Dr Hotton also detailed evidence of likely strangulation, hair pulling, forceful pinching and pulling of ears, bruising in areas difficult for children to inflict on themselves and human bite marks.
Dr Hotton concluded that the story given by the offender, of the victim throwing herself against the wall and falling down, is not plausible for the extent of her injuries.
“The type of brain injury the victim has is often seen in children in significant high speed motor vehicle accidents and often needs high velocity and speed,” the report read.
“More than the forces generated by a child running into a wall.
“The overall clinical picture is that of definite inflicted injury.”

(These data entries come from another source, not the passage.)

//! Telegraph — предупреждение перед атакой
//!
//! # Варианты
//!
//! - **Flash**: tint мигает Warning/Original `flash_count` раз, интервал `duration / (flash_count * 2)`
//! - **Windup**: windup animation trigger + ожидание `duration`
//! - **Indicator**: маркер в `position + offset` живёт `duration`, затем fade 0.15s и release
//! - **Combined**: Flash → Indicator → Windup строго последовательно, без перекрытия
//!
//! # Модель
//!
//! `TelegraphSession` — чистая state machine: `tick(delta)` продвигает фазы и
//! складывает `TelegraphEffect` в буфер. Система `advance_telegraphs` применяет
//! эффекты к миру (tint, indicator entity, animation trigger).
//!
//! `is_active()` true от старта сессии до тика на котором она завершилась.
//! Индикатор принадлежит сессии и освобождается на любом выходе (finish, cancel,
//! despawn владельца).

use bevy::prelude::*;
use serde::{Deserialize, Serialize};

use crate::combat::events::AnimationTrigger;
use crate::config::TelegraphConfig;
use crate::components::Tint;

/// Fade маркера после основной фазы (секунды)
pub const INDICATOR_FADE_SECS: f32 = 0.15;

#[derive(Debug, Clone, Copy, Default, PartialEq, Eq, Reflect, Serialize, Deserialize)]
pub enum TelegraphVariant {
    #[default]
    Flash,
    Windup,
    Indicator,
    Combined,
}

#[derive(Debug, Clone, Copy, PartialEq, Eq, Reflect)]
pub enum TelegraphPhase {
    Idle,
    Flashing,
    WindingUp,
    Indicating,
    Combined,
    Done,
}

#[derive(Debug, Clone, Copy, PartialEq, Eq, Reflect)]
enum TelegraphStage {
    Flash,
    Indicator,
    Windup,
}

/// Side effect сессии, применяется системой
#[derive(Debug, Clone, PartialEq)]
pub enum TelegraphEffect {
    Tint(Tint),
    SpawnIndicator { offset: Vec2 },
    IndicatorAlpha(f32),
    ReleaseIndicator,
    Trigger(String),
}

/// Одна сессия telegraph (одна на атакующего)
#[derive(Debug, Clone, Reflect)]
pub struct TelegraphSession {
    pub variant: TelegraphVariant,
    pub phase: TelegraphPhase,
    /// Общее время с начала сессии
    pub elapsed: f32,
    /// Длительность одной фазы
    pub duration: f32,
    flash_count: u32,
    indicator_offset: Option<Vec2>,
    windup_trigger: String,
    stages: Vec<TelegraphStage>,
    stage_index: usize,
    stage_elapsed: f32,
    stage_started: bool,
    indicator_live: bool,
}

impl TelegraphSession {
    pub fn start(config: &TelegraphConfig) -> Self {
        let (phase, stages) = match config.variant {
            TelegraphVariant::Flash => (TelegraphPhase::Flashing, vec![TelegraphStage::Flash]),
            TelegraphVariant::Windup => (TelegraphPhase::WindingUp, vec![TelegraphStage::Windup]),
            TelegraphVariant::Indicator => {
                (TelegraphPhase::Indicating, vec![TelegraphStage::Indicator])
            }
            // Последовательно: предупреждение полностью видно до начала windup
            TelegraphVariant::Combined => (
                TelegraphPhase::Combined,
                vec![
                    TelegraphStage::Flash,
                    TelegraphStage::Indicator,
                    TelegraphStage::Windup,
                ],
            ),
        };

        Self {
            variant: config.variant,
            phase,
            elapsed: 0.0,
            duration: config.duration.max(0.0),
            flash_count: config.flash_count.max(1),
            indicator_offset: config.indicator_offset,
            windup_trigger: config.windup_trigger.clone(),
            stages,
            stage_index: 0,
            stage_elapsed: 0.0,
            stage_started: false,
            indicator_live: false,
        }
    }

    pub fn is_done(&self) -> bool {
        self.phase == TelegraphPhase::Done
    }

    /// Сумма длительностей всех фаз
    pub fn total_duration(&self) -> f32 {
        self.stages.iter().map(|stage| self.stage_length(*stage)).sum()
    }

    fn stage_length(&self, stage: TelegraphStage) -> f32 {
        match stage {
            TelegraphStage::Flash | TelegraphStage::Windup => self.duration,
            TelegraphStage::Indicator if self.indicator_offset.is_some() => {
                self.duration + INDICATOR_FADE_SECS
            }
            TelegraphStage::Indicator => self.duration,
        }
    }

    /// Продвинуть сессию на `delta`. Остаток времени завершённой фазы переходит в следующую.
    ///
    /// Возвращает true на тике завершения (и на всех последующих).
    pub fn tick(&mut self, delta: f32, effects: &mut Vec<TelegraphEffect>) -> bool {
        if self.is_done() {
            return true;
        }

        let mut remaining = delta.max(0.0);

        loop {
            let Some(stage) = self.stages.get(self.stage_index).copied() else {
                self.phase = TelegraphPhase::Done;
                return true;
            };

            if !self.stage_started {
                self.stage_started = true;
                self.enter_stage(stage, effects);
            }

            let available = self.stage_length(stage) - self.stage_elapsed;
            if remaining < available {
                self.stage_elapsed += remaining;
                self.elapsed += remaining;
                self.update_stage(stage, effects);
                return false;
            }

            remaining -= available;
            self.elapsed += available;
            self.exit_stage(stage, effects);

            self.stage_index += 1;
            self.stage_elapsed = 0.0;
            self.stage_started = false;
        }
    }

    /// Прервать сессию: вернуть tint, освободить маркер. Completion эффектов нет.
    pub fn cancel(&mut self, effects: &mut Vec<TelegraphEffect>) {
        if self.is_done() {
            return;
        }

        if let Some(TelegraphStage::Flash) = self.stages.get(self.stage_index) {
            if self.stage_started {
                effects.push(TelegraphEffect::Tint(Tint::Original));
            }
        }
        if self.indicator_live {
            self.indicator_live = false;
            effects.push(TelegraphEffect::ReleaseIndicator);
        }

        self.phase = TelegraphPhase::Done;
    }

    fn enter_stage(&mut self, stage: TelegraphStage, effects: &mut Vec<TelegraphEffect>) {
        match stage {
            TelegraphStage::Flash => effects.push(TelegraphEffect::Tint(Tint::Warning)),
            TelegraphStage::Indicator => {
                if let Some(offset) = self.indicator_offset {
                    self.indicator_live = true;
                    effects.push(TelegraphEffect::SpawnIndicator { offset });
                }
            }
            TelegraphStage::Windup => {
                effects.push(TelegraphEffect::Trigger(self.windup_trigger.clone()))
            }
        }
    }

    fn update_stage(&self, stage: TelegraphStage, effects: &mut Vec<TelegraphEffect>) {
        match stage {
            TelegraphStage::Flash => {
                let interval = self.duration / (self.flash_count * 2) as f32;
                if interval <= 0.0 {
                    return;
                }
                let half_flashes = (self.stage_elapsed / interval).floor() as u32;
                let tint = if half_flashes % 2 == 0 {
                    Tint::Warning
                } else {
                    Tint::Original
                };
                effects.push(TelegraphEffect::Tint(tint));
            }
            TelegraphStage::Indicator => {
                if self.indicator_live && self.stage_elapsed > self.duration {
                    let t = (self.stage_elapsed - self.duration) / INDICATOR_FADE_SECS;
                    effects.push(TelegraphEffect::IndicatorAlpha((1.0 - t).clamp(0.0, 1.0)));
                }
            }
            TelegraphStage::Windup => {}
        }
    }

    fn exit_stage(&mut self, stage: TelegraphStage, effects: &mut Vec<TelegraphEffect>) {
        match stage {
            TelegraphStage::Flash => effects.push(TelegraphEffect::Tint(Tint::Original)),
            TelegraphStage::Indicator => {
                if self.indicator_live {
                    self.indicator_live = false;
                    effects.push(TelegraphEffect::ReleaseIndicator);
                }
            }
            TelegraphStage::Windup => {}
        }
    }
}

/// Telegraph controller атакующего (максимум одна активная сессия)
#[derive(Component, Debug, Clone, Default, Reflect)]
#[reflect(Component)]
pub struct TelegraphController {
    session: Option<TelegraphSession>,
    /// Entity маркера текущей сессии
    indicator: Option<Entity>,
}

impl TelegraphController {
    /// `runTelegraph`: стартует сессию. false если сессия уже идёт.
    pub fn run(&mut self, config: &TelegraphConfig) -> bool {
        if self.session.is_some() {
            return false;
        }
        self.session = Some(TelegraphSession::start(config));
        true
    }

    /// `IsTelegraphActive`
    pub fn is_active(&self) -> bool {
        self.session.as_ref().is_some_and(|session| !session.is_done())
    }

    pub fn is_done(&self) -> bool {
        self.session.as_ref().is_some_and(|session| session.is_done())
    }

    pub fn phase(&self) -> TelegraphPhase {
        self.session
            .as_ref()
            .map(|session| session.phase)
            .unwrap_or(TelegraphPhase::Idle)
    }

    pub fn session(&self) -> Option<&TelegraphSession> {
        self.session.as_ref()
    }

    pub fn indicator(&self) -> Option<Entity> {
        self.indicator
    }

    /// Забрать завершённую сессию (controller → Idle)
    pub fn finish(&mut self) -> Option<TelegraphSession> {
        if self.is_done() {
            self.session.take()
        } else {
            None
        }
    }

    /// Прервать текущую сессию, controller → Idle. Эффекты отмены — в `effects`.
    pub fn cancel(&mut self, effects: &mut Vec<TelegraphEffect>) {
        if let Some(mut session) = self.session.take() {
            session.cancel(effects);
        }
    }

    fn tick(&mut self, delta: f32, effects: &mut Vec<TelegraphEffect>) {
        if let Some(session) = self.session.as_mut() {
            session.tick(delta, effects);
        }
    }
}

/// Маркер атаки (визуал — внешний коллаборатор)
#[derive(Component, Debug, Clone, Copy, Reflect)]
#[reflect(Component)]
pub struct AttackIndicator {
    pub owner: Entity,
    pub alpha: f32,
}

/// Применить эффекты сессии к миру.
#[allow(clippy::too_many_arguments)]
pub(crate) fn apply_telegraph_effects(
    owner: Entity,
    position: Vec3,
    effects: Vec<TelegraphEffect>,
    controller: &mut TelegraphController,
    mut tint: Option<&mut Tint>,
    commands: &mut Commands,
    triggers: &mut EventWriter<AnimationTrigger>,
    indicators: &mut Query<&mut AttackIndicator>,
) {
    for effect in effects {
        match effect {
            TelegraphEffect::Tint(new_tint) => {
                if let Some(tint) = tint.as_deref_mut() {
                    if *tint != new_tint {
                        *tint = new_tint;
                    }
                }
            }
            TelegraphEffect::SpawnIndicator { offset } => {
                let indicator = commands
                    .spawn((
                        AttackIndicator { owner, alpha: 1.0 },
                        Transform::from_translation(position + offset.extend(0.0)),
                    ))
                    .id();
                controller.indicator = Some(indicator);
            }
            TelegraphEffect::IndicatorAlpha(alpha) => {
                if let Some(mut indicator) =
                    controller.indicator.and_then(|entity| indicators.get_mut(entity).ok())
                {
                    indicator.alpha = alpha;
                }
            }
            TelegraphEffect::ReleaseIndicator => {
                if let Some(indicator) = controller.indicator.take() {
                    if let Ok(mut entity) = commands.get_entity(indicator) {
                        entity.try_despawn();
                    }
                }
            }
            TelegraphEffect::Trigger(name) => {
                triggers.write(AnimationTrigger {
                    entity: owner,
                    name,
                });
            }
        }
    }
}

/// Система: продвинуть активные telegraph сессии
pub fn advance_telegraphs(
    mut commands: Commands,
    mut controllers: Query<(Entity, &Transform, &mut TelegraphController, Option<&mut Tint>)>,
    mut indicators: Query<&mut AttackIndicator>,
    mut triggers: EventWriter<AnimationTrigger>,
    time: Res<Time<Fixed>>,
) {
    let delta = time.delta_secs();

    for (entity, transform, mut controller, mut tint) in controllers.iter_mut() {
        if !controller.is_active() {
            continue;
        }

        let mut effects = Vec::new();
        controller.tick(delta, &mut effects);

        apply_telegraph_effects(
            entity,
            transform.translation,
            effects,
            &mut controller,
            tint.as_deref_mut(),
            &mut commands,
            &mut triggers,
            &mut indicators,
        );

        if controller.is_done() {
            crate::log(&format!(
                "📣 Telegraph done (entity: {:?}, phase: {:?})",
                entity,
                controller.phase()
            ));
        }
    }
}

/// Система: удалить маркеры без владельца (владелец despawned или сессия сменилась)
pub fn release_orphaned_indicators(
    mut commands: Commands,
    indicators: Query<(Entity, &AttackIndicator)>,
    owners: Query<&TelegraphController>,
) {
    for (entity, indicator) in indicators.iter() {
        let owned = owners
            .get(indicator.owner)
            .map(|controller| controller.indicator() == Some(entity))
            .unwrap_or(false);

        if !owned {
            commands.entity(entity).try_despawn();
        }
    }
}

Roberts told police that when the victim woke in the morning, a week prior to being hospitalised, she had scratches or pinches on her chest, that she would throw herself into the coffee table and shower, punch herself in the face, would urinate and defecate on herself and bite her lip.
There is no record of any behavioural difficulties such as those raised by Roberts.
Judge Hanley said there has been no explanation provided by the offender as to what precisely occurred and the admission of the offence or why she did it.
“This is an horrendous offence committed against an innocent child who was incapable of defending itself,” he said.
“In such circumstances general deterrents must loom large in the sentencing process.
“Others entrusted with the care of children who are already in a state of danger must be made aware that offences against those in their care will be met with significant penalties.”
Judge Hanley said the injuries inflicted upon the child were horrific and long lasting.
“She has been deprived a quality of life that she was capable of achieving,” he said.
“The offender has deprived her of that opportunity.”
Judge Hanley sentenced Roberts to seven years imprisonment with a non-parole period of five years commencing October 23, and expiring on October 22, 2022.